Marine carbon observations 2.0

The C-SCOPE project wants to expand marine carbon observations and make them more sustainable. What exactly is the interdisciplinary project team planning to do?

Photo: Team C-Scope Project

From left to right: Ramona Hägele (DIE), Matthias Wunsch (BSH), Mirja Schoderer (DIE), Dr. Birgit Klein (BSH), Dr. Henry Bittig (IOW), Dr. Karel Castro-Morales (FSU), Malin Waern (IOW), Prof. Dr. Arne Körtzinger (GEOMAR), Dr. Tobias Steinhoff (GEOMAR), Prof. Dr. Letícia Cotrim da Cunha (UERJ), Carlos Musetti de Assis (UERJ), Claas Faber (GEOMAR). Source: GEOMAR.

Together with colleagues from the Helmholtz Centre for Ocean Research Kiel (GEOMAR), the Leibniz Institute for Baltic Sea Research Warnemünde (IOW), the Friedrich Schiller University Jena (FSU), the Federal Maritime and Hydrographic Agency (BSH) and the State University of Rio de Janeiro (UERJ), researchers at the German Development Institute / Deutsches Institut für Entwicklungspolitik (DIE) have set out to expand marine carbon observations and make them more sustainable. The C-SCOPE project, funded by the German Federal Ministry of Education and Research (BMBF) for a period of three years, plans to close existing gaps in marine carbon observations, to improve data quality, and to make knowledge production on marine CO2 more transparent across multiple observation networks and stakeholders. The focus is on three geographic regions: the North Atlantic thermohaline circulation system, the Baltic Sea, and the Amazon rainforest system in South America.

After more than a year, the project team was finally able to meet in person at GEOMAR in Kiel to advance joint planning and to update each other on the progress over the past year and on potential delays due to the COVID-19 pandemic. In a joint discussion, the project team, which consists of natural and social scientists, exchanged ideas on how to best organise the interdisciplinary exchange in the project and on which products would particularly benefit from such an exchange. Among them were the development of a concept for relevant, reliable and easily accessible ocean science under the heading of „Open Ocean Science“. This concept should reflect different (disciplinary, cultural, …) demands for good scientific practice, as well as address existing inequalities and power dynamics in marine CO2 monitoring, in order to contribute to a sustainable ocean with transregionally balanced data access as part of the UN Decade of Ocean Research for Sustainable Development.

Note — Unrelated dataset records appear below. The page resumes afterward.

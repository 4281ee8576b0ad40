//! The call hook: routes every instrumented call either inline or out as an
//! activity, and blocks the execution thread for the activity round trip.

use std::cell::{Cell, RefCell};
use std::collections::HashMap;
use std::rc::Rc;
use std::sync::Arc;

use tokio::sync::mpsc;

use super::{Instruction, RunnerShared};
use crate::classify::{classify, Decision, Flags};
use crate::comm::{ActivityRequest, CallInfo, ErrorReport, Outcome};
use crate::registry::Registry;
use crate::script::{Args, CallHook, CallTarget, CodeDir, Interpreter, Object, ScriptError};

pub struct Dispatcher {
    shared: Arc<RunnerShared>,
    registry: Arc<Registry>,
    code: Rc<CodeDir>,
    loading: Cell<bool>,
    in_activity: Cell<bool>,
    /// Calls awaiting a reply, by call id, so an `execute` can run them.
    replay: RefCell<HashMap<String, (Object, Args)>>,
    next_call: Cell<u64>,
}

impl Dispatcher {
    pub fn new(shared: Arc<RunnerShared>, registry: Arc<Registry>, code: Rc<CodeDir>) -> Self {
        Self {
            shared,
            registry,
            code,
            loading: Cell::new(true),
            in_activity: Cell::new(false),
            replay: RefCell::new(HashMap::new()),
            next_call: Cell::new(1),
        }
    }

    /// Leave the `Loading` state; top-level module code has finished.
    pub fn finish_loading(&self) {
        self.loading.set(false);
    }

    pub fn flags(&self) -> Flags {
        Flags {
            loading: self.loading.get(),
            in_activity: self.in_activity.get(),
        }
    }

    fn next_call_id(&self) -> String {
        let n = self.next_call.get();
        self.next_call.set(n + 1);
        format!("call-{n}")
    }

    fn encode(&self, interp: &Interpreter, target: &CallTarget, args: &Args) -> Result<CallInfo, ScriptError> {
        let positional = args
            .positional
            .iter()
            .map(|arg| interp.wrap(arg))
            .collect::<Result<_, _>>()?;
        let kwargs = args
            .keywords
            .iter()
            .map(|(name, arg)| Ok((name.clone(), interp.wrap(arg)?)))
            .collect::<Result<_, ScriptError>>()?;
        Ok(CallInfo {
            function: target.qualified_name(),
            args: positional,
            kwargs,
        })
    }

    fn run_activity(
        &self,
        interp: &mut Interpreter,
        callee: Object,
        target: &CallTarget,
        args: Args,
    ) -> Result<Object, ScriptError> {
        let call = self.encode(interp, target, &args)?;
        let call_id = self.next_call_id();
        tracing::debug!(
            runner_id = %self.shared.id(),
            call_id = %call_id,
            function = %call.function,
            "Dispatching activity"
        );

        let mut instructions = self.shared.register_call(&call_id);
        self.replay
            .borrow_mut()
            .insert(call_id.clone(), (callee, args));
        let request = ActivityRequest {
            runner_id: self.shared.id().to_string(),
            call,
            data: call_id.clone(),
        };
        let result = self
            .shared
            .syscall("callback", self.shared.worker().activity(request))
            .and_then(|()| self.await_reply(interp, &call_id, &mut instructions));
        self.shared.forget_call(&call_id);
        self.replay.borrow_mut().remove(&call_id);
        result
    }

    fn await_reply(
        &self,
        interp: &mut Interpreter,
        call_id: &str,
        instructions: &mut mpsc::UnboundedReceiver<Instruction>,
    ) -> Result<Object, ScriptError> {
        loop {
            match instructions.blocking_recv() {
                Some(Instruction::Execute { respond }) => {
                    let outcome = self.execute_recorded(interp, call_id);
                    if respond.send(outcome).is_err() {
                        tracing::debug!(call_id, "Execute requester went away");
                    }
                }
                Some(Instruction::Reply(Outcome::Value(value))) => return interp.unwrap(&value),
                Some(Instruction::Reply(Outcome::Error(report))) => {
                    return Err(report.into_script_error())
                }
                None => {
                    return Err(ScriptError::runtime(format!(
                        "runner stopped while waiting for {call_id}"
                    )))
                }
            }
        }
    }

    /// Run a recorded call in place. Everything it calls stays local.
    fn execute_recorded(&self, interp: &mut Interpreter, call_id: &str) -> Outcome {
        let recorded = self.replay.borrow().get(call_id).cloned();
        let Some((callee, args)) = recorded else {
            let err = ScriptError::runtime(format!("no recorded call '{call_id}'"));
            return Outcome::Error(ErrorReport::from(&err));
        };
        let was_in_activity = self.in_activity.replace(true);
        let result = interp.call(&callee, args);
        self.in_activity.set(was_in_activity);
        match result.and_then(|obj| interp.wrap(&obj)) {
            Ok(value) => Outcome::Value(value),
            Err(err) => Outcome::Error(ErrorReport::from(&err)),
        }
    }
}

impl CallHook for Dispatcher {
    fn dispatch(
        &self,
        interp: &mut Interpreter,
        callee: Object,
        args: Args,
    ) -> Result<Object, ScriptError> {
        let Some(target) = callee.call_target() else {
            return Err(ScriptError::usage(format!(
                "'{}' object is not callable ({})",
                callee.type_name(),
                interp.location()
            )));
        };
        let decision = classify(&target, self.flags(), &self.registry, |module| {
            self.code.is_user_module(module)
        });
        match decision {
            Decision::Local => interp.call(&callee, args),
            Decision::Activity => self.run_activity(interp, callee, &target, args),
        }
    }
}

The DIE project team, consisting of Director Prof. Anna-Katharina Hornidge, Mirja Schoderer and Ramona Hägele, also shared reflections on the different forms of knowledge provided by science and the arts, which bundled results from the DIE event „An Engaging Ocean – Through Science and the Arts„, as well as first analysis results of data collection on a research cruise Ramona Hägele participated in this summer.